Oh, it turns out I am way early for this. There
are not many people here yet, and no music acts have started playing yet, and so
far it’s not bad. I visited the various tents with people and things in them.
My friend Jac was in the book tent. My buddies from Permanent records were in
the record tent. There was a free things area where you could interact with
youth-targeted brands, who would give you free things and ask you to hashtag
anything whatever them and add them on Snapchat. Snapchat is for dick pics. I
have been dating THAT long. I don’t want to see a yogurt company’s dick.
Jimmy Whispers played. I saw him. He played. He
was flailing around in the crowd and singing badly about raping your mother,
which I did not mind so much as it was just too bright out to listen to. I
decided to stop seeing him, and walked back to the record tent to look at more
records. A couple of people from the Drag City table informed me that they had
plans in the works to reissue old Flying Saucer Attack records sometime in the
next year. This news made me happy.
Protomartyr played, and I went to go watch and
ran into my friends Matty and Mary, who are great. I was not familiar at all with
Protomartyr, and I liked them. They seemed utterly miserable to be playing
outdoors in the heat of summer. Their front man was openly disdainful, wearing
a black suit coat and sunglasses and saying things like “alright, we’ll get
through this together” in between songs. I liked him. But I didn’t make it all
the way through their set because it was too hot, so I went and stood under
some trees, then went and sat on a couch in the free yogurt tent for like 30
minutes.
Then a bunch of other shit happened. My face
regained enough feeling for me to get some food, so I got some food. I went
back to the record tent, and a friend gave me some Excedrin for the somewhat
painful sensation my face was now capable of feeling. Then it rained, and I got
rained on. Some people were taking shelter from the rain inside of
port-o-potties. That seemed stupid to me.
The rain cleared up, and the Excedrin kicked
in, which is basically low grade speed, and I started just walking around from
thing to thing, not really liking being anywhere, checking the festival
schedule a bunch of times just to see if there were any musical acts on it that
I actually was very excited about seeing, kind of in the same way you stare at
an empty fridge for too long when you’re hungry.

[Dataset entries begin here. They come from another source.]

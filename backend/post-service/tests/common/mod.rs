//! Shared test fixtures: an in-memory `PostStore` with the same
//! predicate-guarded semantics as the PostgreSQL implementation.
#![allow(dead_code)]

use std::sync::Mutex;

use post_service::db::{NewPost, PostStore};
use post_service::error::Result;
use post_service::models::Post;
use uuid::Uuid;

#[derive(Default)]
pub struct InMemoryPostStore {
    rows: Mutex<Vec<Post>>,
}

impl InMemoryPostStore {
    pub fn new() -> Self {
        Self::default()
    }

    /// Seed a live post directly, bypassing the orchestrator, with an
    /// explicit `created_at` for pagination scenarios.
    pub fn seed(&self, owner_id: Uuid, created_at: i64, display_name: &str) -> Uuid {
        let id = Uuid::new_v4();
        self.rows.lock().unwrap().push(Post {
            id,
            owner_id,
            username: "seeded".into(),
            display_name: display_name.into(),
            avatar_ref: "avatars/old.png".into(),
            image_ref: String::new(),
            body: format!("post at {created_at}"),
            like_count: 0,
            reply_count: 0,
            created_at,
            updated_at: created_at,
            deleted_at: None,
        });
        id
    }

    /// Raw row lookup including soft-deleted rows, for assertions only.
    pub fn raw(&self, id: Uuid) -> Option<Post> {
        self.rows.lock().unwrap().iter().find(|p| p.id == id).cloned()
    }

    pub fn len(&self) -> usize {
        self.rows.lock().unwrap().len()
    }
}

#[async_trait::async_trait]
impl PostStore for InMemoryPostStore {
    async fn insert(&self, post: NewPost) -> Result<()> {
        self.rows.lock().unwrap().push(Post {
            id: post.id,
            owner_id: post.owner_id,
            username: post.username,
            display_name: post.display_name,
            avatar_ref: post.avatar_ref,
            image_ref: post.image_ref,
            body: post.body,
            like_count: 0,
            reply_count: 0,
            created_at: post.created_at,
            updated_at: post.created_at,
            deleted_at: None,
        });
        Ok(())
    }

    async fn find_by_id(&self, id: Uuid) -> Result<Option<Post>> {
        Ok(self
            .rows
            .lock()
            .unwrap()
            .iter()
            .find(|p| p.id == id && p.deleted_at.is_none())
            .cloned())
    }

    async fn list(&self, cursor: i64, limit: i64) -> Result<Vec<Post>> {
        let mut posts: Vec<Post> = self
            .rows
            .lock()
            .unwrap()
            .iter()
            .filter(|p| p.deleted_at.is_none() && p.created_at < cursor)
            .cloned()
            .collect();
        posts.sort_by(|a, b| b.created_at.cmp(&a.created_at));
        posts.truncate(limit as usize);
        Ok(posts)
    }

    async fn list_by_owner(&self, owner_id: Uuid, cursor: i64, limit: i64) -> Result<Vec<Post>> {
        let mut posts: Vec<Post> = self
            .rows
            .lock()
            .unwrap()
            .iter()
            .filter(|p| {
                p.owner_id == owner_id && p.deleted_at.is_none() && p.created_at < cursor
            })
            .cloned()
            .collect();
        posts.sort_by(|a, b| b.created_at.cmp(&a.created_at));
        posts.truncate(limit as usize);
        Ok(posts)
    }

    async fn update_body(&self, id: Uuid, owner_id: Uuid, body: &str, now: i64) -> Result<u64> {
        let mut rows = self.rows.lock().unwrap();
        let mut affected = 0;
        for post in rows.iter_mut() {
            if post.id == id && post.owner_id == owner_id && post.deleted_at.is_none() {
                post.body = body.to_string();
                post.updated_at = now;
                affected += 1;
            }
        }
        Ok(affected)
    }

    async fn soft_delete(&self, id: Uuid, owner_id: Uuid, now: i64) -> Result<u64> {
        let mut rows = self.rows.lock().unwrap();
        let mut affected = 0;
        for post in rows.iter_mut() {
            if post.id == id && post.owner_id == owner_id && post.deleted_at.is_none() {
                post.deleted_at = Some(now);
                post.updated_at = now;
                affected += 1;
            }
        }
        Ok(affected)
    }

    async fn repair_owner_profile(
        &self,
        owner_id: Uuid,
        display_name: &str,
        avatar_ref: &str,
        now: i64,
    ) -> Result<u64> {
        let mut rows = self.rows.lock().unwrap();
        let mut affected = 0;
        for post in rows.iter_mut() {
            if post.owner_id == owner_id && post.deleted_at.is_none() {
                post.display_name = display_name.to_string();
                post.avatar_ref = avatar_ref.to_string();
                post.updated_at = now;
                affected += 1;
            }
        }
        Ok(affected)
    }
}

It was starting to get more
crowded. I vacillated between wanting to get closer to the front to see
whatever musical act was on a stage, and then wanting to get the hell out of
there. I had no plan. I was quantum. Panicked.

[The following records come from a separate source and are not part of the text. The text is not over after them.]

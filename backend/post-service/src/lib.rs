/// Post Service Library
///
/// Stores user-authored posts with a denormalized snapshot of the
/// author's public profile so reads never join across services. Creation
/// fans out synchronously to the image and user services; a background
/// consumer repairs stale snapshots when the authoritative profile
/// changes; feeds are cursor-paginated and soft-delete-aware.
///
/// # Modules
///
/// - `handlers`: HTTP request handlers
/// - `services`: creation orchestration and feed reading
/// - `db`: post store trait and PostgreSQL implementation
/// - `clients`: remote image/user service clients
/// - `consumers`: profile-change event consumer
/// - `middleware`: caller identity and ownership guard
/// - `error`: error types and HTTP mapping
/// - `config`: environment-driven configuration
pub mod clients;
pub mod config;
pub mod consumers;
pub mod db;
pub mod error;
pub mod handlers;
pub mod middleware;
pub mod models;
pub mod services;

pub use config::Config;
pub use error::{AppError, Result};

At one point I bought a vegetarian cheesesteak
and the person who gave it to me wanted to make sure it didn’t get tarp drip on
it, and I leaned my head into the cheesesteak tent and said “just put it under
my face, I’ll protect it with my head.” And then ducked out of there with a
cheesesteak very close to my face, and ate it hungrily under a tree. That was
kind of a fun interaction, I guess.
Then I ended up close to a stage where some hip
hop dude who I’d never heard of was about to start doing music, and the voice
of a British woman came on the loud speaker and said “due to forces beyond our
control, the Pitchfork Music Festival will be closing in 20 minutes…”
Immediately after which I was on my way to the nearest gate to escape.

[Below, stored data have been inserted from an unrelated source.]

use std::time::Duration;

use reqwest::blocking::Client;
use reqwest::header::{HeaderMap, HeaderValue, USER_AGENT};

use crate::error::WatchError;

pub trait AssetClient: Send + Sync {
    fn fetch(&self, url: &str) -> Result<Vec<u8>, WatchError>;
}

#[derive(Clone)]
pub struct AssetHttpClient {
    client: Client,
}

impl AssetHttpClient {
    pub fn new() -> Result<Self, WatchError> {
        let mut headers = HeaderMap::new();
        headers.insert(
            USER_AGENT,
            HeaderValue::from_str(&format!("arxiv-watch/{}", env!("CARGO_PKG_VERSION")))
                .map_err(|err| WatchError::AssetHttp(err.to_string()))?,
        );
        let client = Client::builder()
            .default_headers(headers)
            .connect_timeout(Duration::from_secs(10))
            .timeout(Duration::from_secs(120))
            .build()
            .map_err(|err| WatchError::AssetHttp(err.to_string()))?;
        Ok(Self { client })
    }
}

impl AssetClient for AssetHttpClient {
    fn fetch(&self, url: &str) -> Result<Vec<u8>, WatchError> {
        let response = self
            .client
            .get(url)
            .send()
            .map_err(|err| WatchError::AssetHttp(err.to_string()))?;
        if !response.status().is_success() {
            let status = response.status().as_u16();
            let message = response
                .text()
                .unwrap_or_else(|_| "asset request failed".to_string());
            return Err(WatchError::AssetStatus { status, message });
        }
        let bytes = response
            .bytes()
            .map_err(|err| WatchError::AssetHttp(err.to_string()))?;
        Ok(bytes.to_vec())
    }
}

Immediately after THAT, the sky opened up and dumped several cubic feet of rain
down on everybody. There were a lot of squealing, sad, wet white people running
around. I was not squealing or sad or running. I was a happy wet man, and I was
walking home.
Leaving the
Pitchfork Music Festival, 3:45ish
That person who I was kind of dating but then
kind of not dating called me while I was walking back to my car, and my phone
was too wet for me to swipe the “answer this phone call” option. That’s a funny
thing that phones do sometimes, is just become total useless due to your hands
being a little wet. I was eventually able to fix the situation due to some
napkins I had in my pocket on the suggestion of the cheesesteak person, who
said “keep some napkins in your pocket so you can use them on your glasses.”
That cheesesteak person was a smart, helpful, kind person.
It turned out the Festival was due to open back
up in not much time, and then do all of the Festival-like things it was
originally intended to do, and that I'd be more than welcome to go back to it and hang out and be at it and prove to the world and myself that I am not a grump, that I am in fact fun as defined by being a person who goes to a thing like this and hangs out with people. But I was soaked, for one, and also as I was growing
increasingly frantic and desperate for relief in the few moments leading up to
the storm, it was hard not to see this deluge as a message from God. “I hereby
release thee, my son.” And the decision to just go home felt like the best decision I’d
made in a very long time.
I hopped in my car, which I had parked pretty
far away, and took Ashland north, did an end-around some heavy traffic by
turning right on Cortland, then left on Elston, then up to Damen, right on
Diversey, left on Paulina, right on School, then left on Ashland again which by
then was manageably thinned out, and during this deft maneuvering, which I had
the ability and the knowledge to pull off, I decided to listen to Black Vinyl
Shoes, which is an album I like by the band Shoes, very loud. It turns out this
was also music. And I was sitting down while listening to it and enjoying it,
and paying nothing for the privilege other than whatever gas money I burned
through while deftly piloting a 2000 Volkswagen Shitbox through the backroads
of Chicago’s North Side.
I stopped at the corner store and bought some
ice cream for myself, and then plopped down on the couch and watched movies for
the rest of the day, and it was the best. It was better than a thousand
festivals all lined up in a row. I cannot hesitate to recommend going home from
the Pitchfork Music Festival for no better reason than to just not be there
anymore. It’s the best event of the summer. If that makes me a grump, well, too
bad. I get to decide what kind of life makes me happy.
That's my review of Pitchfork Music Festival. It is, in a way, less relaxing and enjoyable than dental work, and it is by far not as good as not it. To me.